Laparoscopic Management of Internal Hernia After Roux-en-Y Gastric Bypass
- PMID: 27075552
- DOI: 10.1007/s11695-016-2179-z
Laparoscopic Management of Internal Hernia After Roux-en-Y Gastric Bypass
Abstract
Introduction: Internal hernia (IH) represents the most common cause of small-bowel obstruction after laparoscopic RYGBP. The anatomic changes resulting from RYGBP, the use of laparoscopy, and the postoperative weight loss all account for the high incidence of IH after this procedure. As the symptoms may be very vague, the interpretation of the clinical picture may result difficult. Moreover, laparoscopic treatment of IH could be very challenging for surgeons not familiar with the modified intestinal anatomy of the RYGBP.

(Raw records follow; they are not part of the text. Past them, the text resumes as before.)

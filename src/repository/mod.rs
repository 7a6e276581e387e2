//! Schedule store abstraction.
//!
//! The booking engine only ever talks to the store through
//! [`ScheduleRepository`], so the PostgreSQL store and the in-memory store can
//! be swapped via dependency injection.
//!
//! - [`postgres`]: sqlx-backed store used in production
//! - [`memory`]: in-process store for tests and local development

pub mod memory;
pub mod postgres;

use std::sync::Arc;

use async_trait::async_trait;
use chrono::NaiveDate;

use crate::models::{
    Appointment, AppointmentStatus, AvailabilityWindow, DayOfWeek, MonthlyAppointmentRow,
    NewAppointment, Service, Trainer, TrainerStatusRow,
};

pub use memory::MemoryScheduleRepository;
pub use postgres::PgScheduleRepository;

/// Shared handle to whichever store the application was started with.
pub type SharedRepository = Arc<dyn ScheduleRepository>;

/// Result type for repository operations
pub type RepositoryResult<T> = Result<T, RepositoryError>;

/// SQLSTATE raised by PostgreSQL when an exclusion constraint rejects a row.
const EXCLUSION_VIOLATION: &str = "23P01";

/// Error type for repository operations
#[derive(Debug, thiserror::Error)]
pub enum RepositoryError {
    #[error("Connection error: {0}")]
    Connection(String),

    #[error("Query error: {0}")]
    Query(String),

    #[error("Not found: {0}")]
    NotFound(String),

    /// The insert would overlap a non-cancelled appointment of the same
    /// trainer on the same date.
    #[error("Slot conflict: {0}")]
    SlotConflict(String),

    #[error("Data validation error: {0}")]
    Validation(String),

    #[error("Internal error: {0}")]
    Internal(String),
}

impl From<sqlx::Error> for RepositoryError {
    fn from(err: sqlx::Error) -> Self {
        match &err {
            sqlx::Error::Database(db_err)
                if db_err.code().as_deref() == Some(EXCLUSION_VIOLATION) =>
            {
                RepositoryError::SlotConflict(db_err.message().to_string())
            }
            sqlx::Error::PoolTimedOut | sqlx::Error::PoolClosed | sqlx::Error::Io(_) => {
                RepositoryError::Connection(err.to_string())
            }
            sqlx::Error::RowNotFound => RepositoryError::NotFound(err.to_string()),
            _ => RepositoryError::Query(err.to_string()),
        }
    }
}

/// Queries and writes the booking engine needs from the schedule store.
///
/// Implementations must be `Send + Sync` so one instance can be shared by
/// every request handler.
#[async_trait]
pub trait ScheduleRepository: Send + Sync {
    async fn health_check(&self) -> RepositoryResult<bool>;

    // ==================== Trainers ====================

    /// All trainers with specialties and availability windows loaded, in the
    /// store's natural order.
    async fn list_trainers(&self) -> RepositoryResult<Vec<Trainer>>;

    async fn find_trainer(&self, trainer_id: i32) -> RepositoryResult<Option<Trainer>>;

    /// Every window of a trainer on one weekday, active or not.
    async fn availability_windows(
        &self,
        trainer_id: i32,
        day: DayOfWeek,
    ) -> RepositoryResult<Vec<AvailabilityWindow>>;

    // ==================== Services ====================

    async fn find_service(&self, service_id: i32) -> RepositoryResult<Option<Service>>;

    async fn list_services(&self, active_only: bool) -> RepositoryResult<Vec<Service>>;

    // ==================== Appointments ====================

    /// Every appointment of a trainer on a date, whatever its status.
    async fn appointments_on(
        &self,
        trainer_id: i32,
        date: NaiveDate,
    ) -> RepositoryResult<Vec<Appointment>>;

    async fn find_appointment(&self, appointment_id: i32)
        -> RepositoryResult<Option<Appointment>>;

    /// A user's appointments, newest date first, then latest start first.
    async fn appointments_for_user(&self, user_id: &str) -> RepositoryResult<Vec<Appointment>>;

    /// Every appointment, newest date first, then latest start first.
    async fn list_appointments(&self) -> RepositoryResult<Vec<Appointment>>;

    /// Persist a new pending appointment.
    ///
    /// The overlap re-check and the insert must be atomic with respect to
    /// other inserts for the same trainer and date: when a non-cancelled
    /// appointment overlapping `[start_time, end_time)` exists at commit time
    /// the call fails with [`RepositoryError::SlotConflict`].
    async fn insert_appointment(&self, new: &NewAppointment) -> RepositoryResult<Appointment>;

    /// Compare-and-set the status of an appointment.
    ///
    /// Returns the updated appointment, or `None` when the appointment is not
    /// currently in `expected`.
    async fn update_appointment_status(
        &self,
        appointment_id: i32,
        expected: AppointmentStatus,
        next: AppointmentStatus,
    ) -> RepositoryResult<Option<Appointment>>;

    // ==================== Reporting ====================

    async fn appointments_in_month(
        &self,
        year: i32,
        month: u32,
    ) -> RepositoryResult<Vec<MonthlyAppointmentRow>>;

    async fn trainer_statuses(&self) -> RepositoryResult<Vec<TrainerStatusRow>>;
}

Methods: The video shows the management of an IH at the Petersen's defect. A 51-year-old female was assessed for recurrent abdominal pain 3 years after a RYGBP. A CT scan showed the mesenteric swirl sign, so a diagnostic laparoscopy was performed. The video first shows the identification of the herniated bowel through the mesenteric defect. Then, complete reduction of the IH and the closure of the Petersen's defect are shown.
Results: The total operative time was 35 min. The postoperative stay was uneventful and the patient was discharged in postoperative day one.
Conclusion: In case of clinical suspicion of IH, even in case of normal laboratory and radiological findings, a surgical exploration is indicated.
Keywords: Bariatric surgery; Complication; Internal hernia; Intestinal obstruction; Laparoscopy; Obesity; Roux-en-Y gastric bypass.